Office 2010 Discount by Amazon, Despite Strong Sales

Dennis Faas's picture

Amazon has slashed the price of several versions of its Microsoft Office 2010 applications suite. Cuts have been as high as 13 per cent at the online retailer, which insists the reductions have nothing to do with weak demand.

Leading the cuts is the Home and Student version of Office: Microsoft lists the software at $149, but Amazon currently posts it at just $129. Receiving slightly less drastic cuts is the Home and Business edition, available for $259 (usually $279) and the Professional version, listed at $459 by Microsoft but sold by Amazon for a whopping $499. (Source:

Office 2010 Leads Amazon Software Sales

Microsoft officially launched Office 2010 on Tuesday. It doesn't appear Amazon's cuts to the software's prices have anything to do with its selling power, since the Home and Student version of Office 2010 sold faster than any other piece of software on Amazon Wednesday. The Home and Business version ranked second.

The premium-priced Professional version, which has received a $40 cut, did not sell so well, however. It ranked 19th on Amazon's software sales rankings chart.
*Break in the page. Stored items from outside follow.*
//! Server startup and graceful shutdown

use anyhow::{Context, Result};
use axum::Router;
use bizdesk_core::constants::MIB;
use bizdesk_core::{Config, UploadCategory};

/// Start the server with graceful shutdown
pub async fn start_server(config: &Config, app: Router) -> Result<()> {
    let addr = format!("0.0.0.0:{}", config.server_port());
    tracing::info!(addr = %addr, "Starting server");

    let listener = tokio::net::TcpListener::bind(&addr)
        .await
        .with_context(|| format!("Failed to bind {}", addr))?;

    let limits = config.limits();
    tracing::info!(
        upload_root = %config.upload_root().display(),
        route_prefix = %config.route_prefix(),
        public_url_prefix = %config.public_url_prefix(),
        image_max_mb = limits.max_bytes_for(UploadCategory::Image) / MIB,
        document_max_mb = limits.max_bytes_for(UploadCategory::Document) / MIB,
        video_max_mb = limits.max_bytes_for(UploadCategory::Video) / MIB,
        receipt_max_mb = limits.max_bytes_for(UploadCategory::Receipt) / MIB,
        avatar_max_mb = limits.max_bytes_for(UploadCategory::Avatar) / MIB,
        generic_max_mb = limits.max_bytes_for(UploadCategory::Generic) / MIB,
        max_files_per_request = config.max_files_per_request(),
        upload_timeout_secs = config.upload_timeout_secs(),
        "Server ready and accepting connections"
    );

    axum::serve(listener, app)
        .with_graceful_shutdown(shutdown_signal())
        .await?;

    Ok(())
}

/// Resolves on Ctrl+C (SIGINT) or SIGTERM.
///
/// If a handler cannot be installed the failure is logged and that signal is
/// simply never observed.
async fn shutdown_signal() {
    let ctrl_c = async {
        if let Err(e) = tokio::signal::ctrl_c().await {
            tracing::error!(error = %e, "Failed to install Ctrl+C handler");
            std::future::pending::<()>().await;
        }
    };

    #[cfg(unix)]
    let terminate = async {
        match tokio::signal::unix::signal(tokio::signal::unix::SignalKind::terminate()) {
            Ok(mut signal) => {
                signal.recv().await;
            }
            Err(e) => {
                tracing::error!(error = %e, "Failed to install SIGTERM handler");
                std::future::pending::<()>().await;
            }
        }
    };

    #[cfg(not(unix))]
    let terminate = std::future::pending::<()>();

    tokio::select! {
        _ = ctrl_c => {
            tracing::info!("Received Ctrl+C signal");
        },
        _ = terminate => {
            tracing::info!("Received terminate signal");
        },
    }

    tracing::info!("Shutting down gracefully...");
}
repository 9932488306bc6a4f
mod init;

pub use init::init_telemetry;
Not all retailers have responded to the Amazon cuts. Both Microsoft and Best Buy continue to sell these versions for their list prices. However, it should be noted that purchasing these versions from Microsoft via download (rather than a boxed installation disc) is still the cheapest option. At Microsoft's site, the Home and Student version is listed at $119, Home and Business at $199, and Professional at $349.

Prices Cuts Remain a Mystery

Some critics suggest the cuts could be related to minimal changes to Office's popular programs, like Word, Excel and PowerPoint. Reports suggest that the new Office 2010 offers little over the 2007 version, and therefore, the price to upgrade is not justified. (Source:

It's also plausible that the cuts could have more to do with Microsoft's decision to launch free Office 2010 web apps in order to compete with Google Docs and other cloud computing options. There's nothing like a free (even if very basic) alternative to help drive down prices.